Today, although total CO2 emissions from aviation are only 3% of total global CO2 emissions, annual passenger and freight travel by air is growing at twice that rate and will quickly become unsustainable. McManners argues for curbing air travel consumption and developing green air vehicles.
The biggest obstacle to both is the global 1944 Convention on International Civil Aviation. This ensures that aviation fuel for refuelling on international flights in hosting countries is tax free.
Cheap fuel was intended to boost aviation growth, but it also acts as a disincentive to invest in alternatives to fossil fuel.

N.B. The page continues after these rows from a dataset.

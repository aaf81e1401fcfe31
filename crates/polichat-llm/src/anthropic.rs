//! Anthropic Messages API.

use std::time::Duration;

use async_trait::async_trait;
use futures_util::StreamExt as _;
use polichat_core::message::Role;
use reqwest::Client;
use serde::{Deserialize, Serialize};

use crate::{
  Error, Result,
  error::check_status,
  retry::{RetryPolicy, with_retry},
  sse::{SseBuffer, event_data_pairs},
  traits::{Completion, Provider, TextStream},
};

const NAME: &str = "anthropic";
const DEFAULT_BASE_URL: &str = "https://api.anthropic.com";
const API_VERSION: &str = "2023-06-01";

pub(crate) const COMPLETION_TIMEOUT: Duration = Duration::from_secs(60);
pub(crate) const STREAM_TIMEOUT: Duration = Duration::from_secs(180);
pub(crate) const CONNECT_TIMEOUT: Duration = Duration::from_secs(10);

pub(crate) fn build_client() -> Result<Client> {
  Ok(Client::builder().connect_timeout(CONNECT_TIMEOUT).build()?)
}

pub struct AnthropicProvider {
  api_key:      String,
  messages_url: String,
  client:       Client,
  retry:        RetryPolicy,
}

#[derive(Debug, Serialize)]
struct Request<'a> {
  model:       &'a str,
  max_tokens:  u32,
  #[serde(skip_serializing_if = "str::is_empty")]
  system:      &'a str,
  messages:    Vec<Message<'a>>,
  temperature: f32,
  #[serde(skip_serializing_if = "std::ops::Not::not")]
  stream:      bool,
}

#[derive(Debug, Serialize)]
struct Message<'a> {
  role:    &'a str,
  content: &'a str,
}

#[derive(Debug, Deserialize)]
struct Response {
  content: Vec<ContentBlock>,
}

#[derive(Debug, Deserialize)]
#[serde(tag = "type", rename_all = "snake_case")]
enum ContentBlock {
  Text {
    text: String,
  },
  #[serde(other)]
  Other,
}

#[derive(Debug, Deserialize)]
struct BlockDelta {
  delta: Delta,
}

#[derive(Debug, Deserialize)]
#[serde(tag = "type", rename_all = "snake_case")]
enum Delta {
  TextDelta {
    text: String,
  },
  #[serde(other)]
  Other,
}

#[derive(Debug, Deserialize)]
struct StreamError {
  error: ErrorBody,
}

#[derive(Debug, Deserialize)]
struct ErrorBody {
  message: String,
}

impl AnthropicProvider {
  pub fn new(api_key: impl Into<String>) -> Result<Self> { Self::with_base_url(api_key, DEFAULT_BASE_URL) }

  pub fn with_base_url(api_key: impl Into<String>, base_url: &str) -> Result<Self> {
    Ok(Self {
      api_key:      api_key.into(),
      messages_url: format!("{}/v1/messages", base_url.trim_end_matches('/')),
      client:       build_client()?,
      retry:        RetryPolicy::default(),
    })
  }

  pub fn with_retry_policy(mut self, retry: RetryPolicy) -> Self {
    self.retry = retry;
    self
  }

  fn body<'a>(request: &'a Completion, stream: bool) -> Request<'a> {
    Request {
      model: &request.model,
      max_tokens: request.max_tokens,
      system: &request.system,
      messages: request
        .messages
        .iter()
        .map(|m| Message {
          role:    match m.role {
            Role::User => "user",
            Role::Assistant => "assistant",
          },
          content: &m.content,
        })
        .collect(),
      temperature: request.temperature,
      stream,
    }
  }

  async fn send(&self, body: &Request<'_>, timeout: Duration) -> Result<reqwest::Response> {
    let (client, url, api_key) = (&self.client, &self.messages_url, &self.api_key);
    with_retry(&self.retry, NAME, || async move {
      let response = client
        .post(url)
        .timeout(timeout)
        .header("x-api-key", api_key)
        .header("anthropic-version", API_VERSION)
        .json(body)
        .send()
        .await?;
      check_status(NAME, response).await
    })
    .await
  }
}

/// Text carried by one streamed event, or the error it reports.
fn text_from_event(event: &str, data: &str) -> Result<Option<String>> {
  match event {
    "content_block_delta" => match serde_json::from_str::<BlockDelta>(data)?.delta {
      Delta::TextDelta { text } => Ok(Some(text)),
      Delta::Other => Ok(None),
    },
    "error" => {
      let message = serde_json::from_str::<StreamError>(data)
        .map(|e| e.error.message)
        .unwrap_or_else(|_| data.to_owned());
      Err(Error::Stream { provider: NAME, message })
    }
    _ => Ok(None),
  }
}

#[async_trait]
impl Provider for AnthropicProvider {
  fn name(&self) -> &str { NAME }

  async fn complete(&self, request: &Completion) -> Result<String> {
    let response = self.send(&Self::body(request, false), COMPLETION_TIMEOUT).await?;
    let parsed: Response = response.json().await?;
    let text: String = parsed
      .content
      .into_iter()
      .filter_map(|block| match block {
        ContentBlock::Text { text } => Some(text),
        ContentBlock::Other => None,
      })
      .collect();
    if text.trim().is_empty() {
      return Err(Error::EmptyResponse(NAME));
    }
    Ok(text)
  }

  async fn stream(&self, request: &Completion) -> Result<TextStream> {
    let response = self.send(&Self::body(request, true), STREAM_TIMEOUT).await?;
    let mut bytes = response.bytes_stream();

    let stream = async_stream::try_stream! {
      let mut buffer = SseBuffer::new();
      while let Some(chunk) = bytes.next().await {
        buffer.push_chunk(&chunk?);
        while let Some(block) = buffer.next_event_block() {
          for (event, data) in event_data_pairs(&block) {
            if let Some(text) = text_from_event(event, data)? {
              yield text;
            }
          }
        }
      }
    };
    Ok(Box::pin(stream))
  }
}

#[cfg(test)]
mod tests {
  use polichat_core::message::ChatMessage;

  use super::*;

  #[test]
  fn body_maps_roles_and_omits_empty_system() {
    let req = Completion::new(
      "claude-sonnet-4-20250514",
      "",
      vec![ChatMessage::user("안녕"), ChatMessage::assistant("네"), ChatMessage::user("질문")],
    );
    let json = serde_json::to_value(AnthropicProvider::body(&req, false)).unwrap();
    assert!(json.get("system").is_none());
    assert!(json.get("stream").is_none());
    assert_eq!(json["messages"][1]["role"], "assistant");
    assert_eq!(json["max_tokens"], 1024);

    let json = serde_json::to_value(AnthropicProvider::body(&req, true)).unwrap();
    assert_eq!(json["stream"], true);
  }

  #[test]
  fn decodes_text_deltas() {
    let data = r#"{"type":"content_block_delta","index":0,"delta":{"type":"text_delta","text":"안녕"}}"#;
    assert_eq!(text_from_event("content_block_delta", data).unwrap().as_deref(), Some("안녕"));

    let data = r#"{"type":"content_block_delta","index":0,"delta":{"type":"input_json_delta","partial_json":"{"}}"#;
    assert_eq!(text_from_event("content_block_delta", data).unwrap(), None);
    assert_eq!(text_from_event("message_stop", "{}").unwrap(), None);
  }

  #[test]
  fn error_events_fail_the_stream() {
    let data = r#"{"type":"error","error":{"type":"overloaded_error","message":"Overloaded"}}"#;
    let err = text_from_event("error", data).unwrap_err();
    assert!(matches!(err, Error::Stream { ref message, .. } if message == "Overloaded"));
  }
}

Taxing aviation fuel is the essential first step, McManners says, noting the absurdity that it costs three times as much to refuel a car in London than to refuel a plane at Heathrow.
Making flying more expensive would see less flying, especially in the low cost airline market which has raised total passenger boardings to seven million a day. The unnecessary ability to air-freight fresh fruit, vegetables and flowers from poor to rich countries will no longer exist (a ￡1 million annual import trade in Britain, for example).
A changed tax model will, says McManners, lead to a “surge of innovation” from the “green business community”.
Current improvements in aircraft efficiency (through aerodynamics, aircraft weight and fuel-efficient engines), better air traffic control (to reduce landing delays) and development of bio-fuels (which, however, take forests and agricultural land out of use and whose energy inputs outweigh energy output savings) are “too little, too late”.
Continued aviation growth will boost aggregate CO2 emissions despite such efficiency improvements.
McManners’ radically redesigned green air fleet would see conventional fuels for the power needed for take-off and headwinds, but solar cells and hydrogen for cruising fuel, use of above-cloud thermals, and hybrid aircraft/airships with lighter-than-air buoyancy from an inert gas like helium (unlike the German passenger airship, the Hindenburg, which caught fire from its highly flammable hydrogen in 1937 in New Jersey).
Such flying would be slower and restricted to daylight hours.
Domestic short-haul flights will be replaced by fast rail (using renewable electricity or hybrid locomotives). For long-haul travel, modern ships powered by sail and renewable energy would be able to compete on price.
McManners’ green flying vision is intriguing, although it is based on an optimistic techno-fix to the problems of climate change and a significant residual role for fossil fuels.
His “enlightened” business entrepreneurs also face an uphill battle against the vested interests of the aviation and fossil fuel industries. His forum for instituting a tax on aviation fuel (the G20) is congenitally futile as that body, consisting of governments (including Australia’s), is beholden to capitalist profit and growth.
The future of flying, in a green world, remains up in the air.